Ko W, Gorovoy K
J Ophthalmic Nurs Technol. 1990 Jul-Aug;9(4):141-4.
Neurofibromatosis is an autosomal dominant disease with multiple systemic and ocular signs and features. The ocular manifestations of neurofibromatosis include a high incidence of iris hamartomas (Lisch nodules), choroidal hamartomas, and eye lid neurofibromas. Other ocular features may include conjunctival neurofibromas, prominent corneal nerves, glial tissue overlying the optic nerve, and bilateral optic atrophy due to optic glioma.

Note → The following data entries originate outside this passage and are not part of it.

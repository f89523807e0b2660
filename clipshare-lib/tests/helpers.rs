//! Shared helpers for the integration tests.

#![allow(dead_code)]

use std::io;
use std::net::SocketAddr;
use std::path::Path;
use std::sync::Arc;
use std::sync::Mutex;

use clipshare_lib::{
    Config, ImageMode, ImageProvider, MemoryClipboard, Server, TlsConfig,
};
use rcgen::{BasicConstraints, CertificateParams, DnType, Issuer, IsCa, KeyPair};
use rustls_pki_types::pem::PemObject;
use rustls_pki_types::{CertificateDer, PrivateKeyDer, ServerName};
use tokio::io::{AsyncReadExt, AsyncWriteExt};
use tokio::net::TcpStream;
use tokio_rustls::client::TlsStream;
use tokio_rustls::rustls::{ClientConfig, RootCertStore};
use tokio_rustls::TlsConnector;

pub const STATUS_OK: u8 = 1;
pub const STATUS_NO_DATA: u8 = 2;

/// A configuration bound to loopback with ephemeral ports, landing inbound
/// files in `workdir`.
pub fn test_config(workdir: &Path) -> Config {
    Config {
        app_port: 0,
        app_port_secure: 0,
        udp_port: 0,
        udp_server_enabled: false,
        bind_addr: "127.0.0.1".parse().expect("loopback"),
        bind_addr_udp: "127.0.0.1".parse().expect("loopback"),
        working_dir: Some(workdir.to_path_buf()),
        ..Config::default()
    }
}

pub struct TestServer {
    pub plain: SocketAddr,
    pub secure: Option<SocketAddr>,
    pub udp: Option<SocketAddr>,
    pub clipboard: Arc<MemoryClipboard>,
    pub counts: Arc<clipshare_lib::server::SessionCount>,
}

/// Bind and spawn a server over the given configuration.
pub fn start_server(config: Config, clipboard: Arc<MemoryClipboard>) -> TestServer {
    start_server_with_images(config, clipboard, Arc::new(NoImages))
}

pub fn start_server_with_images(
    config: Config,
    clipboard: Arc<MemoryClipboard>,
    images: Arc<dyn ImageProvider>,
) -> TestServer {
    let server =
        Server::bind(Arc::new(config), clipboard.clone(), images).expect("bind server");
    let plain = server.plain_addr().expect("plain listener");
    let secure = server.secure_addr();
    let udp = server.discovery_addr();
    let counts = server.session_counts();
    tokio::spawn(server.run());
    TestServer { plain, secure, udp, clipboard, counts }
}

/// Propose `version` and return the negotiation status byte.
pub async fn negotiate<S>(stream: &mut S, version: u8) -> u8
where
    S: AsyncReadExt + AsyncWriteExt + Unpin,
{
    stream.write_u8(version).await.expect("send version");
    stream.read_u8().await.expect("read negotiation status")
}

pub async fn write_i64<S: AsyncWriteExt + Unpin>(stream: &mut S, value: i64) {
    stream.write_all(&value.to_be_bytes()).await.expect("write size frame");
}

pub async fn read_i64<S: AsyncReadExt + Unpin>(stream: &mut S) -> i64 {
    let mut buf = [0u8; 8];
    stream.read_exact(&mut buf).await.expect("read size frame");
    i64::from_be_bytes(buf)
}

pub async fn read_bytes<S: AsyncReadExt + Unpin>(stream: &mut S, len: usize) -> Vec<u8> {
    let mut buf = vec![0u8; len];
    stream.read_exact(&mut buf).await.expect("read payload");
    buf
}

/// Give the server worker a moment to finish post-close work (clipboard
/// publication happens after the socket is torn down).
pub async fn settle() {
    tokio::time::sleep(std::time::Duration::from_millis(100)).await;
}

/// Asserts the server ends the session here: either a clean FIN or a reset
/// (the server closes rejected sessions without draining unread bytes).
pub async fn expect_eof<S: AsyncReadExt + Unpin>(stream: &mut S) {
    let mut buf = [0u8; 1];
    match stream.read(&mut buf).await {
        Ok(0) | Err(_) => {}
        Ok(_) => panic!("expected close, got byte {:#04x}", buf[0]),
    }
}

/// Image provider that never has data.
pub struct NoImages;

impl ImageProvider for NoImages {
    fn capture(&self, _mode: ImageMode, _display: u16) -> io::Result<Option<Vec<u8>>> {
        Ok(None)
    }
}

/// Image provider returning a fixed byte blob, recording the requested mode
/// and display.
pub struct StaticImage {
    pub bytes: Vec<u8>,
    pub calls: Mutex<Vec<(ImageMode, u16)>>,
}

impl StaticImage {
    pub fn new(bytes: Vec<u8>) -> Self {
        Self { bytes, calls: Mutex::new(Vec::new()) }
    }
}

impl ImageProvider for StaticImage {
    fn capture(&self, mode: ImageMode, display: u16) -> io::Result<Option<Vec<u8>>> {
        self.calls.lock().expect("calls").push((mode, display));
        Ok(Some(self.bytes.clone()))
    }
}

/// A client identity issued by the test CA.
pub struct ClientIdentity {
    pub cn: String,
    pub cert: CertificateDer<'static>,
    pub key: PrivateKeyDer<'static>,
}

/// Test PKI: one CA, a server certificate for `localhost` (bundle written
/// under `dir`) and a client certificate per requested Common Name.
pub struct TestPki {
    pub tls_config: TlsConfig,
    pub ca_der: CertificateDer<'static>,
    pub clients: Vec<ClientIdentity>,
}

impl TestPki {
    pub fn client(&self, cn: &str) -> &ClientIdentity {
        self.clients.iter().find(|c| c.cn == cn).expect("unknown test client")
    }
}

pub fn make_pki(dir: &Path, client_cns: &[&str], allowed: &[&str]) -> TestPki {
    let ca_key = KeyPair::generate().expect("ca key");
    let mut ca_params = CertificateParams::new(vec![]).expect("ca params");
    ca_params.is_ca = IsCa::Ca(BasicConstraints::Unconstrained);
    ca_params.distinguished_name.push(DnType::CommonName, "clipshare test CA");
    let ca_cert = ca_params.self_signed(&ca_key).expect("ca cert");
    let ca_pem = ca_cert.pem();
    let ca_der = ca_cert.der().clone();
    let issuer = Issuer::new(ca_params, ca_key);

    let server_key = KeyPair::generate().expect("server key");
    let mut server_params =
        CertificateParams::new(vec!["localhost".to_owned()]).expect("server params");
    server_params.distinguished_name.push(DnType::CommonName, "clipshare test server");
    let server_cert = server_params.signed_by(&server_key, &issuer).expect("server cert");

    let clients = client_cns
        .iter()
        .map(|cn| {
            let key = KeyPair::generate().expect("client key");
            let mut params = CertificateParams::new(vec![]).expect("client params");
            params.distinguished_name.push(DnType::CommonName, *cn);
            let cert = params.signed_by(&key, &issuer).expect("client cert");
            ClientIdentity {
                cn: (*cn).to_owned(),
                cert: cert.der().clone(),
                key: PrivateKeyDer::from_pem_slice(key.serialize_pem().as_bytes())
                    .expect("client key der"),
            }
        })
        .collect();

    let bundle_path = dir.join("server.pem");
    let ca_path = dir.join("ca.pem");
    std::fs::write(&bundle_path, format!("{}{}", server_cert.pem(), server_key.serialize_pem()))
        .expect("write bundle");
    std::fs::write(&ca_path, &ca_pem).expect("write ca");

    TestPki {
        tls_config: TlsConfig {
            cert_bundle: bundle_path,
            ca_cert: ca_path,
            allowed_clients: allowed.iter().map(|s| (*s).to_owned()).collect(),
        },
        ca_der,
        clients,
    }
}

/// Open a mutually-authenticated TLS connection to `addr` as `client`.
pub async fn connect_tls(
    addr: SocketAddr,
    pki: &TestPki,
    client: &ClientIdentity,
) -> io::Result<TlsStream<TcpStream>> {
    let mut roots = RootCertStore::empty();
    roots.add(pki.ca_der.clone()).expect("trust ca");
    let config = ClientConfig::builder()
        .with_root_certificates(roots)
        .with_client_auth_cert(vec![client.cert.clone()], client.key.clone_key())
        .expect("client config");
    let connector = TlsConnector::from(Arc::new(config));
    let tcp = TcpStream::connect(addr).await?;
    let name = ServerName::try_from("localhost").expect("server name");
    connector.connect(name, tcp).await
}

Once neurofibromatosis is diagnosed, patients must have long-term ophthalmic evaluations throughout their lifetime, as this is a progressive systemic and ocular disease.
神经纤维瘤病是一种常染色体显性疾病,具有多种全身和眼部体征及特征。神经纤维瘤病的眼部表现包括虹膜错构瘤(Lisch结节)、脉络膜错构瘤和眼睑神经纤维瘤的高发病率。其他眼部特征可能包括结膜神经纤维瘤、明显的角膜神经、视神经上方的神经胶质组织以及由视神经胶质瘤导致的双侧视神经萎缩。一旦诊断出神经纤维瘤病,患者必须在其一生中接受长期的眼科评估,因为这是一种进行性的全身性和眼部疾病。